Dr. Showalter: We are right now doing a Phase Two clinical trial to look at the long-term efficacy of this treatment option. We are basically a little under half way through this trial. We actually recently, I think just last week, treated our 100 and 101st patient which was exciting on that day. So, we're going to keep plugging away and treating as many patients as we can. We're hopeful that once we have more long-term data that we could potentially spread this to other institutions because while it's exciting to be doing something where we are the one and only, at some point I want this to be a treatment option that's available for patients, not only in Virginia or Northern Virginia where our patients are coming from.

Melanie: How would patients get involved? Is it too late to get involved in this trial or can they still get involved?

Dr. Showalter: No, not at all. The patients that would come to see us would get involved because we would inform the patients of this as a treatment option but we are also more than happy to see patients that have a recent breast care diagnosis that are being seen at other facilities and all they need to do is contact our offices and we can very quickly make appointments and get everything that we need. We know that when patients get diagnosed with breast cancer, it's a very anxiety rich time in their lives, and so we have a really nice system and we are able to work pretty efficiently to get patients into our clinics. When I started the program, I was able to hire a clinical nurse coordinator specifically to help make the treatment process as efficient as possible for these patients. We have a wonderful nurse that sees and follows and really gets to know all of the patients and help make that transition very easy.

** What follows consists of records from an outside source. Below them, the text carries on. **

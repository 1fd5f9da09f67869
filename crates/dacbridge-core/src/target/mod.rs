//! # Memory/Thread Target Bridge
//!
//! [`MemoryTarget`] implements the data access contract the analysis
//! component calls back into: machine type, pointer size, module bases,
//! memory reads, thread contexts and metadata lookup.
//!
//! ## Platform Differences
//!
//! - **Desktop family**: module names are looked up without extension, and
//!   thread contexts are captured by temporarily switching the host's current
//!   thread. Stack unwinding is not offered.
//! - **Other platforms**: the host captures contexts by thread id directly
//!   and unwinds frames itself.
//!
//! Writing memory, TLS access, setting contexts and the generic request
//! channel are part of the contract but always report `Unsupported`.

pub mod guards;
pub mod metadata;

use std::rc::Rc;

use tracing::{debug, trace};

use self::guards::CurrentThreadGuard;
use crate::context::BridgeContext;
use crate::error::{BridgeError, Result};
use crate::hosting::helpers::MetadataRequest;
use crate::types::Address;

/// The bridge's implementation of the data access contract
#[derive(Debug, Clone)]
pub struct MemoryTarget
{
    ctx: Rc<BridgeContext>,
}

impl MemoryTarget
{
    /// Target over the given context.
    pub fn new(ctx: Rc<BridgeContext>) -> Self
    {
        Self { ctx }
    }

    /// The context this target reads through.
    pub fn context(&self) -> &Rc<BridgeContext>
    {
        &self.ctx
    }

    /// Machine type of the target (`IMAGE_FILE_MACHINE_*`).
    pub fn machine_type(&self) -> Result<u32>
    {
        self.ctx.host.processor_type()
    }

    /// Pointer size of the target in bytes.
    pub fn pointer_size(&self) -> u32
    {
        self.ctx.config.architecture.pointer_size_bytes()
    }

    /// Load address of the module `name`.
    ///
    /// The desktop host lists modules without extension, so everything from
    /// the last `.` on is dropped there.
    pub fn image_base(&self, name: &str) -> Result<Address>
    {
        let lookup = if self.ctx.config.platform.is_desktop() {
            name.rfind('.').map_or(name, |dot| &name[..dot])
        } else {
            name
        };
        trace!("Looking up image base of {lookup}");
        self.ctx.host.module_base(lookup)
    }

    /// Read target memory into `buffer`.
    ///
    /// ## Errors
    ///
    /// - `AccessDenied`: the target is a dump and the read overlaps a
    ///   registered absent metadata range
    /// - Whatever the host reports for the read
    pub fn read_virtual(&self, address: Address, buffer: &mut [u8]) -> Result<usize>
    {
        if self.ctx.host.is_dump()
            && self
                .ctx
                .metadata_regions
                .borrow()
                .overlaps(address, buffer.len() as u64)
        {
            trace!("Refusing read of absent metadata at {address}");
            return Err(BridgeError::AccessDenied {
                address: address.value(),
                size: buffer.len(),
            });
        }
        self.ctx.host.read_virtual(address, buffer)
    }

    /// Not supported.
    pub fn write_virtual(&self, address: Address, data: &[u8]) -> Result<usize>
    {
        Err(BridgeError::Unsupported(format!(
            "WriteVirtual of {} bytes at {address}",
            data.len()
        )))
    }

    /// Not supported.
    pub fn tls_value(&self, thread_id: u32, index: u32) -> Result<u64>
    {
        Err(BridgeError::Unsupported(format!(
            "GetTLSValue({index}) for thread {thread_id}"
        )))
    }

    /// Not supported.
    pub fn set_tls_value(&self, thread_id: u32, index: u32, value: u64) -> Result<()>
    {
        let _ = value;
        Err(BridgeError::Unsupported(format!(
            "SetTLSValue({index}) for thread {thread_id}"
        )))
    }

    /// OS thread id of the host's current thread.
    pub fn current_thread_id(&self) -> Result<u32>
    {
        self.ctx.host.current_thread_system_id()
    }

    /// Capture the register context of the thread with OS id `thread_id`.
    ///
    /// On the desktop family the host's current thread is switched to the
    /// requested one for the capture and always switched back afterwards; the
    /// capture's outcome is returned, never the restore's.
    pub fn thread_context(&self, thread_id: u32, context_flags: u32, context: &mut [u8]) -> Result<()>
    {
        let host = self.ctx.host.as_ref();
        if !self.ctx.config.platform.is_desktop() {
            return host.thread_context_by_system_id(thread_id, context_flags, context);
        }

        let original = host.current_thread_id()?;
        let requested = host.thread_id_by_system_id(thread_id)?;
        let guard = CurrentThreadGuard::switch(host, original, requested)?;

        context.fill(0);
        let captured = host.current_thread_context(context_flags, context);
        drop(guard);

        if let Err(err) = &captured {
            debug!("Context capture for thread {thread_id} failed: {err}");
        }
        captured
    }

    /// Not supported.
    pub fn set_thread_context(&self, thread_id: u32, context: &[u8]) -> Result<()>
    {
        Err(BridgeError::Unsupported(format!(
            "SetThreadContext of {} bytes for thread {thread_id}",
            context.len()
        )))
    }

    /// Not supported.
    pub fn request(&self, code: u32, input: &[u8], output: &mut [u8]) -> Result<()>
    {
        let _ = (input, output);
        Err(BridgeError::Unsupported(format!("Request 0x{code:x}")))
    }

    /// Unwind `context` of thread `thread_id` by one frame.
    ///
    /// ## Errors
    ///
    /// - `Unsupported`: on the desktop family
    pub fn virtual_unwind(&self, thread_id: u32, context: &mut [u8]) -> Result<()>
    {
        if self.ctx.config.platform.is_desktop() {
            return Err(BridgeError::Unsupported(format!("VirtualUnwind for thread {thread_id}")));
        }
        self.ctx.host.virtual_unwind(thread_id, context)
    }

    /// Locate metadata for an image through the hosted helper.
    ///
    /// Starts hosting when needed and runs the local symbol store fallback.
    ///
    /// ## Errors
    ///
    /// - Any hosting error
    /// - `Propagated`: the helper's own failure status
    pub fn get_metadata(&self, request: &MetadataRequest<'_>, buffer: &mut [u8]) -> Result<usize>
    {
        self.ctx.initialize_hosting()?;
        self.ctx.initialize_local_symbol_store();
        let helpers = self.ctx.helpers()?;

        let written = (helpers.get_metadata_locator)(request, buffer).map_err(BridgeError::Propagated)?;
        debug!("Metadata for {}: {written} bytes", request.image_path);
        Ok(written)
    }
}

Melanie: To see if you qualify and to apply you can contact Debbie Romano?

Dr. Showalter: Yes, that's exactly right.

Melanie: She's the dedicated IORT care coordinator at 434-924-9725. Dr. Showalter, in just the last few minutes here wrap it up for us, and what you want people to know about this Precision Breast IORT and the importance of this clinical trial for women with breast cancer.

Dr. Showalter: This is a novel and completely unique treatment option for patients with Stage One breast cancer that we think is a very exciting treatment option that allows patients with early stage breast cancer to complete their surgical and radiation therapy treatments all in one day and it's unique in the sense that it involves both high dose radiation and image guidance so that patients have an individualized, customized radiation treatment.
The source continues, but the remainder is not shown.